You will need to install compilers and CMake in order to run and test your project. The required compilers as well as the “ make” command can be installed using Ubuntu’s build-essential package. This and CMake can be installed with the commands :
$ sudo apt update
$ sudo apt install build-essential cmake
You will have to enter your WSL password before installation begins to allow privileged access. You can check that the needed items were installed by running the corresponding command with the --version argument. If a version is printed, then that command was installed.
After downloading the work folder from Vocareum, you can move it into your desired directory in WSL using the WSL command line. You can access your Windows home directory from WSL using the path “/mnt/c/Users//”

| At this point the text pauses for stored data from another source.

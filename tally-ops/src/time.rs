use tally_core::{Event, PartitionId, Watermark, END_OF_INPUT, WATERMARK_MIN};

/// Policy that defines how to compute watermarks.
/// watermark = max_observed_event_time - allowed_lateness
#[derive(Debug, Clone, Copy, PartialEq, Eq)]
pub struct WatermarkPolicy {
    pub allowed_lateness_ms: i64,
}

impl WatermarkPolicy {
    pub fn new(allowed_lateness_ms: i64) -> Self {
        Self {
            allowed_lateness_ms: allowed_lateness_ms.max(0),
        }
    }
}

impl Default for WatermarkPolicy {
    /// The source never delivers an event more than one millisecond out of order.
    fn default() -> Self {
        Self::new(1)
    }
}

/// A watermark as published by one partition. `version` increases with every
/// publication so receivers can discard stale or duplicated messages.
#[derive(Debug, Clone, Copy, PartialEq, Eq)]
pub struct WatermarkUpdate {
    pub partition: PartitionId,
    pub version: u64,
    pub timestamp: i64,
}

/// Per-partition timestamp extraction and periodic watermark generation.
#[derive(Debug, Clone)]
pub struct WatermarkGenerator {
    partition: PartitionId,
    policy: WatermarkPolicy,
    max_observed: Option<i64>,
    last_emitted: i64,
    version: u64,
}

impl WatermarkGenerator {
    pub fn new(partition: PartitionId, policy: WatermarkPolicy) -> Self {
        Self {
            partition,
            policy,
            max_observed: None,
            last_emitted: WATERMARK_MIN,
            version: 0,
        }
    }

    pub fn partition(&self) -> PartitionId {
        self.partition
    }

    /// Event-time of `event`; also advances the observed maximum.
    pub fn extract_timestamp(&mut self, event: &Event) -> i64 {
        let ts = event.timestamp;
        self.max_observed = match self.max_observed {
            Some(max) if ts > max => Some(ts),
            None => Some(ts),
            Some(max) => Some(max),
        };
        ts
    }

    pub fn current_watermark(&self) -> i64 {
        self.max_observed
            .map(|t| t.saturating_sub(self.policy.allowed_lateness_ms))
            .unwrap_or(WATERMARK_MIN)
    }

    /// Called on the periodic cadence. Returns an update only when the watermark
    /// moved past the last one published; equal watermarks are never re-published.
    pub fn poll_watermark(&mut self) -> Option<WatermarkUpdate> {
        let wm = self.current_watermark();
        if wm <= self.last_emitted {
            return None;
        }
        Some(self.publish(wm))
    }

    /// The end-of-input watermark for a bounded partition.
    pub fn finish(&mut self) -> WatermarkUpdate {
        self.publish(END_OF_INPUT)
    }

    /// Last watermark published downstream.
    pub fn last_emitted(&self) -> Watermark {
        Watermark::new(self.partition, self.last_emitted)
    }

    /// Re-seeds the generator from a checkpointed watermark.
    pub fn restore(&mut self, watermark: i64) {
        self.last_emitted = watermark;
        self.max_observed = if watermark == WATERMARK_MIN {
            None
        } else {
            Some(watermark.saturating_add(self.policy.allowed_lateness_ms))
        };
    }

    fn publish(&mut self, wm: i64) -> WatermarkUpdate {
        self.last_emitted = wm;
        self.version += 1;
        WatermarkUpdate {
            partition: self.partition,
            version: self.version,
            timestamp: wm,
        }
    }
}

/// Versioned register of per-partition watermarks reduced to a global minimum.
///
/// The global watermark is `WATERMARK_MIN` until every partition has published,
/// and never decreases.
#[derive(Debug, Clone)]
pub struct WatermarkRegister {
    slots: Vec<Option<(u64, i64)>>,
    global: i64,
}

impl WatermarkRegister {
    pub fn new(partitions: u32) -> Self {
        Self {
            slots: vec![None; partitions as usize],
            global: WATERMARK_MIN,
        }
    }

    /// Seeds the register from checkpointed watermarks (as version 0).
    pub fn restore<I>(&mut self, watermarks: I)
    where
        I: IntoIterator<Item = Watermark>,
    {
        for wm in watermarks {
            if let Some(slot) = self.slots.get_mut(wm.partition as usize) {
                *slot = Some((0, wm.timestamp));
            }
        }
        self.global = self.global.max(self.compute());
    }

    /// Applies an update; returns the new global watermark if it advanced.
    pub fn update(&mut self, update: WatermarkUpdate) -> Option<i64> {
        let slot = self.slots.get_mut(update.partition as usize)?;
        match *slot {
            Some((version, ts)) if update.version <= version || update.timestamp <= ts => return None,
            _ => *slot = Some((update.version, update.timestamp)),
        }
        let candidate = self.compute();
        if candidate > self.global {
            self.global = candidate;
            Some(candidate)
        } else {
            None
        }
    }

    pub fn global(&self) -> i64 {
        self.global
    }

    pub fn partition(&self, partition: PartitionId) -> i64 {
        self.slots
            .get(partition as usize)
            .copied()
            .flatten()
            .map(|(_, ts)| ts)
            .unwrap_or(WATERMARK_MIN)
    }

    fn compute(&self) -> i64 {
        self.slots
            .iter()
            .map(|s| s.map(|(_, ts)| ts).unwrap_or(WATERMARK_MIN))
            .min()
            .unwrap_or(WATERMARK_MIN)
    }
}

To work on your code in WSL, you could use a text editor like Vim or Nano, or you could install the WSL extension in Visual Studio Code. After installing the extension, you can select the blue box at the bottom left of the Visual Studio window and select “Connect to WSL” from the dropdown window. This will allow you to open any WSL files and directories in your Visual Studio environment, and if you open a Terminal you can navigate your directories using the WSL Command Line. (Note : you may need to reinstall other extensions for WSL that you have already installed on your Windows version of VSCode.) From the
Terminal, you can execute the cmake and make commands as specified above to build locally.
You should also test your code on Vocareum. After uploading your files, press the Run button on the top right. This will execute a script that will compile your code and run it against all of the sample test cases, and print a summary of which tests failed. You should run your code before submitting it to make sure it compiles and executes properly, since you will have a limited number of submissions.

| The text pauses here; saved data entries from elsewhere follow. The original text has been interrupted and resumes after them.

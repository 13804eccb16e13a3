//! Counts events per terminal type (pc, mobile, tablet) in 2 second event-time windows.
//! Run:
//!   cargo run -p tally-examples --bin terminal_types
//!   cargo run -p tally-examples --bin terminal_types -- p0.jsonl p1.jsonl
//! Input JSONL fields: terminal (string), ts (epoch ms or RFC3339). Without
//! arguments three partitions of generated events are used.

use std::path::PathBuf;
use std::time::Duration;

use anyhow::Result;
use tally_core::EventSource;
use tally_io::{FileSink, FileSource, JsonEventParser, MemorySource};
use tally_ops::Count;
use tally_runtime::{Job, JobConfig};
use tally_state::InMemoryCheckpointStore;

const TERMINALS: [&str; 3] = ["pc", "mobile", "tablet"];

fn generated(partitions: u32, per_partition: i64) -> MemorySource {
    MemorySource::from_json(
        (0..partitions as i64)
            .map(|p| {
                (0..per_partition)
                    .map(|i| {
                        serde_json::json!({
                            "terminal": TERMINALS[((i * 5 + p) % 3) as usize],
                            "ts": i * 150 + p * 20,
                        })
                    })
                    .collect()
            })
            .collect(),
    )
}

async fn run<S: EventSource + 'static>(source: S) -> Result<()> {
    let partitions = source.partitions();
    let config = JobConfig::new(2_000, partitions)
        .with_watermark_interval(Duration::from_millis(50))
        .with_checkpoint_interval(Duration::from_millis(500));
    let job = Job::builder(config, Count)
        .source(source)
        .parser(JsonEventParser::new("terminal", "ts"))
        .sink(FileSink::stdout())
        .checkpoint_store(InMemoryCheckpointStore::default())
        .build()?;
    let summary = job.run().await?;
    eprintln!("done: restarts={} last_checkpoint={:?}", summary.restarts, summary.last_checkpoint);
    Ok(())
}

#[tokio::main]
async fn main() -> Result<()> {
    let filter = std::env::var("RUST_LOG").unwrap_or_else(|_| "info".into());
    tracing_subscriber::fmt().with_env_filter(filter).init();

    let paths: Vec<PathBuf> = std::env::args().skip(1).map(PathBuf::from).collect();
    if paths.is_empty() {
        run(generated(3, 100)).await
    } else {
        run(FileSource::jsonl(paths)).await
    }
}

Watch out for infinite loops! If your program enters into an infinite loop during a test, you will receive a 0 for the entire assignment. Make sure you have safeguards in your code to prevent this from happening.
Note that the sample test cases are not exhaustive and purposefully do not cover all possible cases.
When you submit your code it will be tested against many more tests with more thorough cases, which will not be made available to inspect. It is your responsibility to ensure your program is correct, by devising new tests and manually inspecting their outputs.